PROBLEM - Your output should be the lines from the start of the data through the line containing "use dashmap::DashMap;", exactly and nothing more.

Collected data:
= = = = = = =

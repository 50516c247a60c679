//! WAL-backed booking table with a per-bay exclusion constraint.
//!
//! The ledger is the final authority on double-booking: a blocking booking is
//! only written if no other blocking booking on the same bay overlaps it, and
//! that check runs under the bay's write lock.

mod writer;
#[cfg(test)]
mod tests;

use std::path::PathBuf;
use std::sync::Arc;

use async_trait::async_trait;
use dashmap::DashMap;
use tokio::sync::{mpsc, oneshot, RwLock};

use crate::engine::{BookingStore, EngineError};
use crate::limits::*;
use crate::model::*;
use crate::notify::NotifyHub;
use crate::wal::Wal;

use writer::{wal_writer_loop, WalCommand};

#[derive(Debug, Clone, PartialEq, Eq)]
pub struct LedgerEntry {
    pub occupancy: BookingOccupancy,
    pub label: Option<String>,
}

/// All bookings of one bay, sorted by scheduled start.
#[derive(Debug, Default)]
pub struct BayLedger {
    entries: Vec<LedgerEntry>,
}

impl BayLedger {
    fn insert(&mut self, entry: LedgerEntry) {
        let start = entry.occupancy.scheduled.start();
        let pos = self
            .entries
            .partition_point(|e| e.occupancy.scheduled.start() <= start);
        self.entries.insert(pos, entry);
    }

    fn remove(&mut self, id: BookingId) -> Option<LedgerEntry> {
        let pos = self.entries.iter().position(|e| e.occupancy.booking_id == id)?;
        Some(self.entries.remove(pos))
    }

    fn get(&self, id: BookingId) -> Option<&LedgerEntry> {
        self.entries.iter().find(|e| e.occupancy.booking_id == id)
    }

    pub fn len(&self) -> usize {
        self.entries.len()
    }

    pub fn is_empty(&self) -> bool {
        self.entries.is_empty()
    }

    /// Entries whose scheduled range overlaps `query`, any status.
    pub fn overlapping(&self, query: &TimeRange) -> impl Iterator<Item = &LedgerEntry> {
        // Everything at index >= right_bound starts at or after query.end → can't overlap.
        let right_bound = self
            .entries
            .partition_point(|e| e.occupancy.scheduled.start() < query.end());
        self.entries[..right_bound]
            .iter()
            .filter(move |e| e.occupancy.scheduled.end() > query.start())
    }

    /// Blocking bookings other than `except` that overlap `range`.
    fn blocking_conflicts(&self, range: &TimeRange, except: Option<BookingId>) -> Vec<BookingOccupancy> {
        self.overlapping(range)
            .filter(|e| e.occupancy.is_blocking() && Some(e.occupancy.booking_id) != except)
            .map(|e| e.occupancy.clone())
            .collect()
    }

    fn apply(&mut self, event: &LedgerEvent) {
        match event {
            LedgerEvent::BookingRecorded { occupancy, label } => self.insert(LedgerEntry {
                occupancy: occupancy.clone(),
                label: label.clone(),
            }),
            LedgerEvent::StatusChanged {
                booking_id, status, ..
            } => {
                if let Some(entry) = self.entries.iter_mut().find(|e| e.occupancy.booking_id == *booking_id) {
                    entry.occupancy.status = *status;
                }
            }
            LedgerEvent::BookingRescheduled {
                booking_id, scheduled, ..
            } => {
                if let Some(mut entry) = self.remove(*booking_id) {
                    entry.occupancy.scheduled = *scheduled;
                    self.insert(entry);
                }
            }
        }
    }
}

type SharedBayLedger = Arc<RwLock<BayLedger>>;

pub struct Ledger {
    bays: DashMap<BayId, SharedBayLedger>,
    /// Reverse lookup: booking id → bay id
    booking_to_bay: DashMap<BookingId, BayId>,
    wal_tx: mpsc::Sender<WalCommand>,
    notify: Arc<NotifyHub>,
}

impl Ledger {
    /// Replay `wal_path` and start the group-commit writer. Must run inside a Tokio runtime.
    pub fn open(wal_path: PathBuf, notify: Arc<NotifyHub>) -> std::io::Result<Self> {
        let (wal, events) = Wal::recover(&wal_path)?;
        let (wal_tx, wal_rx) = mpsc::channel(4096);
        tokio::spawn(wal_writer_loop(wal, wal_rx));

        let ledger = Self {
            bays: DashMap::new(),
            booking_to_bay: DashMap::new(),
            wal_tx,
            notify,
        };

        // Sole owner of every lock here, so try_write never contends. Never use
        // blocking_write: this may run inside an async context.
        for event in &events {
            let bay = ledger.bay_entry(event.bay_id());
            let mut guard = bay.try_write().expect("replay: uncontended write");
            ledger.index(event);
            guard.apply(event);
        }
        tracing::info!(
            "ledger opened: {} events replayed, {} bookings on {} bays",
            events.len(),
            ledger.booking_to_bay.len(),
            ledger.bays.len()
        );

        Ok(ledger)
    }

    pub fn notify(&self) -> &Arc<NotifyHub> {
        &self.notify
    }

    fn bay_entry(&self, bay_id: BayId) -> SharedBayLedger {
        self.bays.entry(bay_id).or_default().value().clone()
    }

    fn index(&self, event: &LedgerEvent) {
        if let LedgerEvent::BookingRecorded { occupancy, .. } = event {
            self.booking_to_bay.insert(occupancy.booking_id, occupancy.bay_id);
        }
    }

    async fn wal_append(&self, event: &LedgerEvent) -> Result<(), EngineError> {
        let (tx, rx) = oneshot::channel();
        self.wal_tx
            .send(WalCommand::Append {
                event: event.clone(),
                response: tx,
            })
            .await
            .map_err(|_| EngineError::WalError("WAL writer shut down".into()))?;
        rx.await
            .map_err(|_| EngineError::WalError("WAL writer dropped response".into()))?
            .map_err(|e| EngineError::WalError(e.to_string()))
    }

    /// WAL-append + apply + notify. Caller holds the bay's write lock.
    async fn persist_and_apply(&self, bay: &mut BayLedger, event: LedgerEvent) -> Result<(), EngineError> {
        self.wal_append(&event).await?;
        self.index(&event);
        bay.apply(&event);
        self.notify.send(&event);
        Ok(())
    }

    async fn resolve_booking_write(
        &self,
        booking_id: BookingId,
    ) -> Result<tokio::sync::OwnedRwLockWriteGuard<BayLedger>, EngineError> {
        let bay_id = self
            .booking_to_bay
            .get(&booking_id)
            .map(|e| *e.value())
            .ok_or(EngineError::NotFound(booking_id))?;
        let bay = self
            .bays
            .get(&bay_id)
            .map(|e| e.value().clone())
            .ok_or(EngineError::NotFound(bay_id))?;
        Ok(bay.write_owned().await)
    }

    /// Persist a new booking. Blocking bookings must not overlap another blocking booking.
    pub async fn record_booking(&self, occupancy: BookingOccupancy, label: Option<String>) -> Result<(), EngineError> {
        validate_range(&occupancy.scheduled)?;
        if let Some(ref l) = label
            && l.len() > MAX_LABEL_LEN {
                return Err(EngineError::LimitExceeded("label too long"));
            }

        let bay = self.bay_entry(occupancy.bay_id);
        let mut guard = bay.write().await;
        if self.booking_to_bay.contains_key(&occupancy.booking_id) {
            return Err(EngineError::AlreadyExists(occupancy.booking_id));
        }
        if guard.len() >= MAX_BOOKINGS_PER_BAY {
            return Err(EngineError::LimitExceeded("too many bookings on bay"));
        }
        if occupancy.is_blocking() {
            let conflicts = guard.blocking_conflicts(&occupancy.scheduled, None);
            if !conflicts.is_empty() {
                return Err(EngineError::SlotConflict { conflicts });
            }
        }

        let event = LedgerEvent::BookingRecorded { occupancy, label };
        self.persist_and_apply(&mut guard, event).await
    }

    /// Move a booking into `status`. Re-entering the blocking set re-checks the constraint.
    pub async fn set_status(&self, booking_id: BookingId, status: BookingStatus) -> Result<BookingOccupancy, EngineError> {
        let mut guard = self.resolve_booking_write(booking_id).await?;
        let current = guard
            .get(booking_id)
            .map(|e| e.occupancy.clone())
            .ok_or(EngineError::NotFound(booking_id))?;
        if current.status == status {
            return Ok(current);
        }
        if status.is_blocking() && !current.is_blocking() {
            let conflicts = guard.blocking_conflicts(&current.scheduled, Some(booking_id));
            if !conflicts.is_empty() {
                return Err(EngineError::SlotConflict { conflicts });
            }
        }

        let event = LedgerEvent::StatusChanged {
            booking_id,
            bay_id: current.bay_id,
            scheduled: current.scheduled,
            status,
        };
        self.persist_and_apply(&mut guard, event).await?;
        Ok(BookingOccupancy { status, ..current })
    }

    pub async fn cancel(&self, booking_id: BookingId) -> Result<BookingOccupancy, EngineError> {
        self.set_status(booking_id, BookingStatus::Cancelled).await
    }

    /// Move a booking to `scheduled` on the same bay.
    pub async fn reschedule(&self, booking_id: BookingId, scheduled: TimeRange) -> Result<BookingOccupancy, EngineError> {
        validate_range(&scheduled)?;
        let mut guard = self.resolve_booking_write(booking_id).await?;
        let current = guard
            .get(booking_id)
            .map(|e| e.occupancy.clone())
            .ok_or(EngineError::NotFound(booking_id))?;
        if current.scheduled == scheduled {
            return Ok(current);
        }
        if current.is_blocking() {
            let conflicts = guard.blocking_conflicts(&scheduled, Some(booking_id));
            if !conflicts.is_empty() {
                return Err(EngineError::SlotConflict { conflicts });
            }
        }

        let event = LedgerEvent::BookingRescheduled {
            booking_id,
            bay_id: current.bay_id,
            previous: current.scheduled,
            scheduled,
        };
        self.persist_and_apply(&mut guard, event).await?;
        Ok(BookingOccupancy { scheduled, ..current })
    }

    pub async fn get(&self, booking_id: BookingId) -> Option<LedgerEntry> {
        let bay_id = *self.booking_to_bay.get(&booking_id)?.value();
        let bay = self.bays.get(&bay_id)?.value().clone();
        let guard = bay.read().await;
        guard.get(booking_id).cloned()
    }

    pub async fn bookings(&self, bay_id: BayId) -> Vec<LedgerEntry> {
        let Some(bay) = self.bays.get(&bay_id).map(|e| e.value().clone()) else {
            return Vec::new();
        };
        let guard = bay.read().await;
        guard.entries.clone()
    }

    /// Rewrite the WAL with one `BookingRecorded` per booking in its current state.
    pub async fn compact_wal(&self) -> Result<(), EngineError> {
        let bays: Vec<SharedBayLedger> = self.bays.iter().map(|e| e.value().clone()).collect();
        let mut events = Vec::with_capacity(self.booking_to_bay.len());
        for bay in bays {
            let guard = bay.read().await;
            events.extend(guard.entries.iter().map(|e| LedgerEvent::BookingRecorded {
                occupancy: e.occupancy.clone(),
                label: e.label.clone(),
            }));
        }

        let (tx, rx) = oneshot::channel();
        self.wal_tx
            .send(WalCommand::Compact { events, response: tx })
            .await
            .map_err(|_| EngineError::WalError("WAL writer shut down".into()))?;
        rx.await
            .map_err(|_| EngineError::WalError("WAL writer dropped response".into()))?
            .map_err(|e| EngineError::WalError(e.to_string()))
    }

    pub async fn wal_appends_since_compact(&self) -> u64 {
        let (tx, rx) = oneshot::channel();
        if self
            .wal_tx
            .send(WalCommand::AppendsSinceCompact { response: tx })
            .await
            .is_err()
        {
            return 0;
        }
        rx.await.unwrap_or(0)
    }
}

#[async_trait]
impl BookingStore for Ledger {
    async fn list_occupancies(&self, bay_id: BayId, range: TimeRange) -> Result<Vec<BookingOccupancy>, EngineError> {
        let Some(bay) = self.bays.get(&bay_id).map(|e| e.value().clone()) else {
            return Ok(Vec::new());
        };
        let guard = bay.read().await;
        Ok(guard.overlapping(&range).map(|e| e.occupancy.clone()).collect())
    }
}

fn validate_range(range: &TimeRange) -> Result<(), EngineError> {
    if range.start() < MIN_VALID_TIMESTAMP_MS || range.end() > MAX_VALID_TIMESTAMP_MS {
        return Err(EngineError::LimitExceeded("timestamp out of range"));
    }
    if range.duration_ms() > MAX_RESERVATION_DURATION_MS {
        return Err(EngineError::LimitExceeded("booking too long"));
    }
    Ok(())
}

= = = = = = =

WRITTEN SOLUTION -
repository 50516c247a60c679
//! WAL-backed booking table with a per-bay exclusion constraint.
//!
//! The ledger is the final authority on double-booking: a blocking booking is
//! only written if no other blocking booking on the same bay overlaps it, and
//! that check runs under the bay's write lock.

mod writer;
#[cfg(test)]
mod tests;

use std::path::PathBuf;
use std::sync::Arc;

use async_trait::async_trait;
use dashmap::DashMap;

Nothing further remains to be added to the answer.